Description of the task: Write out all of the data again, precisely as it appears.

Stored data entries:
BEGIN

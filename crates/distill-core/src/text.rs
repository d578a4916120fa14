//! Small text helpers shared by extraction, phrasing and validation.

use lazy_static::lazy_static;
use regex::Regex;

lazy_static! {
    static ref WHITESPACE: Regex = Regex::new(r"\s+").unwrap();

    /// Sentence terminators. Runs of punctuation count as one boundary.
    static ref SENTENCE_BOUNDARY: Regex = Regex::new(r"[.!?]+").unwrap();
}

/// Characters stripped from the end of a clause before it is embedded in a sentence.
const TRAILING_CHARS: &[char] = &[' ', '.', ';', ':', ',', '!', '?', '"', '\''];

/// Count whitespace-separated words.
pub fn word_count(text: &str) -> usize {
    text.split_whitespace().count()
}

/// Split text into trimmed, non-empty sentences.
pub fn sentences(text: &str) -> Vec<&str> {
    SENTENCE_BOUNDARY
        .split(text)
        .map(str::trim)
        .filter(|s| !s.is_empty())
        .collect()
}

/// Collapse every whitespace run to a single space and trim the ends.
pub fn normalize_whitespace(text: &str) -> String {
    WHITESPACE.replace_all(text.trim(), " ").into_owned()
}

/// Normalize a clause for embedding: collapsed whitespace, no trailing punctuation.
pub fn normalize_clause(text: &str) -> String {
    normalize_whitespace(text)
        .trim_end_matches(TRAILING_CHARS)
        .to_string()
}

/// Keep at most `max_words` words.
pub fn limit_words(text: &str, max_words: usize) -> String {
    if word_count(text) <= max_words {
        return text.trim().to_string();
    }
    text.split_whitespace()
        .take(max_words)
        .collect::<Vec<_>>()
        .join(" ")
}

/// Keep at most `max_chars` characters, cutting back to the last whole word.
pub fn limit_chars(text: &str, max_chars: usize) -> String {
    let text = text.trim();
    if text.chars().count() <= max_chars {
        return text.to_string();
    }
    let cut: String = text.chars().take(max_chars).collect();
    match cut.rfind(char::is_whitespace) {
        Some(idx) if idx > 0 => cut[..idx].trim_end().to_string(),
        _ => cut,
    }
}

END

The completed task:
filename crates/distill-core/src/text.rs
repository d578a4916120fa14
//! Small text helpers shared by extraction, phrasing and validation.

use lazy_static::lazy_static;
use regex::Regex;

lazy_static! {
    static ref WHITESPACE: Regex = Regex::new(r"\s+").unwrap();

    /// Sentence terminators. Runs of punctuation count as one boundary.
    static ref SENTENCE_BOUNDARY: Regex = Regex::new(r"[.!?]+").unwrap();
}

/// Characters stripped from the end of a clause before it is embedded in a sentence.
const TRAILING_CHARS: &[char] = &[' ', '.', ';', ':', ',', '!', '?', '"', '\''];

/// Count whitespace-separated words.
pub fn word_count(text: &str) -> usize {
    text.split_whitespace().count()
}

/// Split text into trimmed, non-empty sentences.
pub fn sentences(text: &str) -> Vec<&str> {
    SENTENCE_BOUNDARY
        .split(text)
        .map(str::trim)
        .filter(|s| !s.is_empty())
        .collect()
}

/// Collapse every whitespace run to a single space and trim the ends.
pub fn normalize_whitespace(text: &str) -> String {
    WHITESPACE.replace_all(text.trim(), " ").into_owned()
}

/// Normalize a clause for embedding: collapsed whitespace, no trailing punctuation.
pub fn normalize_clause(text: &str) -> String {
    normalize_whitespace(text)
        .trim_end_matches(TRAILING_CHARS)
        .to_string()
}

/// Keep at most `max_words` words.
pub fn limit_words(text: &str, max_words: usize) -> String {
    if word_count(text) <= max_words {
        return text.trim().to_string();
    }
    text.split_whitespace()
        .take(max_words)
        .collect::<Vec<_>>()
        .join(" ")
}

/// Keep at most `max_chars` characters, cutting back to the last whole word.
pub fn limit_chars(text: &str, max_chars: usize) -> String {
    let text = text.trim();
    if text.chars().count() <= max_chars {
        return text.to_string();
    }
    let cut: String = text.chars().take(max_chars).collect();
    match cut.rfind(char::is_whitespace) {
        Some(idx) if idx > 0 => cut[..idx].trim_end().to_string(),
        _ => cut,
    }
}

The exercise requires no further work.